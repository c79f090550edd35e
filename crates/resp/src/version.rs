use std::fmt;

use serde::Deserialize;
use serde::Serialize;

use crate::error::CoerceError;

/// Reply dialect negotiated with the server.
#[derive(Debug, Clone, Copy, PartialEq, Eq, Hash, Default, Serialize, Deserialize)]
#[serde(try_from = "i64", into = "i64")]
pub enum ProtocolVersion {
	/// RESP2: maps and sets arrive as flat arrays
	V2,
	/// RESP3: native map, set, boolean and double replies
	#[default]
	V3,
}

impl ProtocolVersion {
	pub fn is_resp3(self) -> bool {
		self == ProtocolVersion::V3
	}
}

impl TryFrom<i64> for ProtocolVersion {
	type Error = CoerceError;

	fn try_from(v: i64) -> Result<Self, Self::Error> {
		match v {
			2 => Ok(ProtocolVersion::V2),
			3 => Ok(ProtocolVersion::V3),
			other => Err(CoerceError::UnsupportedVersion(other)),
		}
	}
}

impl TryFrom<u8> for ProtocolVersion {
	type Error = CoerceError;

	fn try_from(v: u8) -> Result<Self, Self::Error> {
		ProtocolVersion::try_from(i64::from(v))
	}
}

impl From<ProtocolVersion> for i64 {
	fn from(v: ProtocolVersion) -> Self {
		match v {
			ProtocolVersion::V2 => 2,
			ProtocolVersion::V3 => 3,
		}
	}
}

impl fmt::Display for ProtocolVersion {
	fn fmt(&self, f: &mut fmt::Formatter<'_>) -> fmt::Result {
		write!(f, "RESP{}", i64::from(*self))
	}
}

#[cfg(test)]
mod tests {
	use rstest::rstest;

	use super::*;

	#[rstest]
	#[case(2, ProtocolVersion::V2)]
	#[case(3, ProtocolVersion::V3)]
	fn test_from_integer(#[case] raw: i64, #[case] expected: ProtocolVersion) {
		assert_eq!(ProtocolVersion::try_from(raw).unwrap(), expected);
		assert_eq!(i64::from(expected), raw);
	}

	#[rstest]
	#[case(0)]
	#[case(1)]
	#[case(4)]
	#[case(-3)]
	fn test_unsupported_version(#[case] raw: i64) {
		assert_eq!(
			ProtocolVersion::try_from(raw),
			Err(CoerceError::UnsupportedVersion(raw))
		);
	}

	#[test]
	fn test_default_and_display() {
		assert_eq!(ProtocolVersion::default(), ProtocolVersion::V3);
		assert!(ProtocolVersion::V3.is_resp3());
		assert!(!ProtocolVersion::V2.is_resp3());
		assert_eq!(ProtocolVersion::V2.to_string(), "RESP2");
	}
}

++++++++++++++++++++

[Exercise objective]
Exactly and only the lines from the line containing "fn try_from(v: u8)" through the last line of the entries should be copied, both ends included.

[Response]
	fn try_from(v: u8) -> Result<Self, Self::Error> {
		ProtocolVersion::try_from(i64::from(v))
	}
}

impl From<ProtocolVersion> for i64 {
	fn from(v: ProtocolVersion) -> Self {
		match v {
			ProtocolVersion::V2 => 2,
			ProtocolVersion::V3 => 3,
		}
	}
}

impl fmt::Display for ProtocolVersion {
	fn fmt(&self, f: &mut fmt::Formatter<'_>) -> fmt::Result {
		write!(f, "RESP{}", i64::from(*self))
	}
}

#[cfg(test)]
mod tests {
	use rstest::rstest;

	use super::*;

	#[rstest]
	#[case(2, ProtocolVersion::V2)]
	#[case(3, ProtocolVersion::V3)]
	fn test_from_integer(#[case] raw: i64, #[case] expected: ProtocolVersion) {
		assert_eq!(ProtocolVersion::try_from(raw).unwrap(), expected);
		assert_eq!(i64::from(expected), raw);
	}

	#[rstest]
	#[case(0)]
	#[case(1)]
	#[case(4)]
	#[case(-3)]
	fn test_unsupported_version(#[case] raw: i64) {
		assert_eq!(
			ProtocolVersion::try_from(raw),
			Err(CoerceError::UnsupportedVersion(raw))
		);
	}

	#[test]
	fn test_default_and_display() {
		assert_eq!(ProtocolVersion::default(), ProtocolVersion::V3);
		assert!(ProtocolVersion::V3.is_resp3());
		assert!(!ProtocolVersion::V2.is_resp3());
		assert_eq!(ProtocolVersion::V2.to_string(), "RESP2");
	}
}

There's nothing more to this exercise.